Dataset excerpts:
_ _ _
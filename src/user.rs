/*
 * Copyright (C) 2020 Oakes, Gregory <gregoryoakes@fastmail.com>
 * Author: Oakes, Gregory <gregory.oakes@fastmail.com>
 *
 * This program is free software: you can redistribute it and/or modify
 * it under the terms of the GNU Affero General Public License as
 * published by the Free Software Foundation, either version 3 of the
 * License, or (at your option) any later version.
 *
 * This program is distributed in the hope that it will be useful,
 * but WITHOUT ANY WARRANTY; without even the implied warranty of
 * MERCHANTABILITY or FITNESS FOR A PARTICULAR PURPOSE.  See the
 * GNU Affero General Public License for more details.
 *
 * You should have received a copy of the GNU Affero General Public License
 * along with this program.  If not, see <http://www.gnu.org/licenses/>.
 */

use mobc_postgres::tokio_postgres::row::Row;
use serde::{Deserialize, Serialize};

use crate::{db, Error};

/// The access level of an account. The first account ever registered
/// becomes the admin; everyone after that is a regular user.
#[derive(Debug, Clone, Copy, Eq, PartialEq, Serialize, Deserialize)]
#[serde(rename_all = "lowercase")]
pub enum Role {
    Admin,
    User,
}

/// The public projection of an account. The password hash never leaves
/// the database layer.
#[derive(Debug, Eq, PartialEq, Clone, Serialize, Deserialize)]
pub struct User {
    pub id: i32,
    pub username: String,
    pub role: Role,
}

impl<'a> From<&'a Row> for User {
    fn from(item: &'a Row) -> Self {
        let role: String = item.get("role");
        User {
            id: item.get("id"),
            username: item.get("username"),
            role: match role.as_str() {
                "admin" => Role::Admin,
                _ => Role::User,
            },
        }
    }
}

pub async fn find_by_id(pool: &db::Pool, id: i32) -> Result<Option<User>, Error> {
    let row = db::get_db_conn(pool)
        .await?
        .query_opt("SELECT id, username, role FROM users WHERE id = $1", &[&id])
        .await
        .map_err(Error::DBError)?;
    Ok(row.as_ref().map(User::from))
}

pub async fn find_by_username(pool: &db::Pool, username: &str) -> Result<Option<User>, Error> {
    let row = db::get_db_conn(pool)
        .await?
        .query_opt(
            "SELECT id, username, role FROM users WHERE username = $1",
            &[&username],
        )
        .await
        .map_err(Error::DBError)?;
    Ok(row.as_ref().map(User::from))
}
_ _ _
Nothing beyond the line that contains "implied warranty of" belongs in the answer; reproduce the entries exactly from their first line through it.

* **Exercise answer**
filename src/user.rs
/*
 * Copyright (C) 2020 Oakes, Gregory <gregoryoakes@fastmail.com>
 * Author: Oakes, Gregory <gregory.oakes@fastmail.com>
 *
 * This program is free software: you can redistribute it and/or modify
 * it under the terms of the GNU Affero General Public License as
 * published by the Free Software Foundation, either version 3 of the
 * License, or (at your option) any later version.
 *
 * This program is distributed in the hope that it will be useful,
 * but WITHOUT ANY WARRANTY; without even the implied warranty of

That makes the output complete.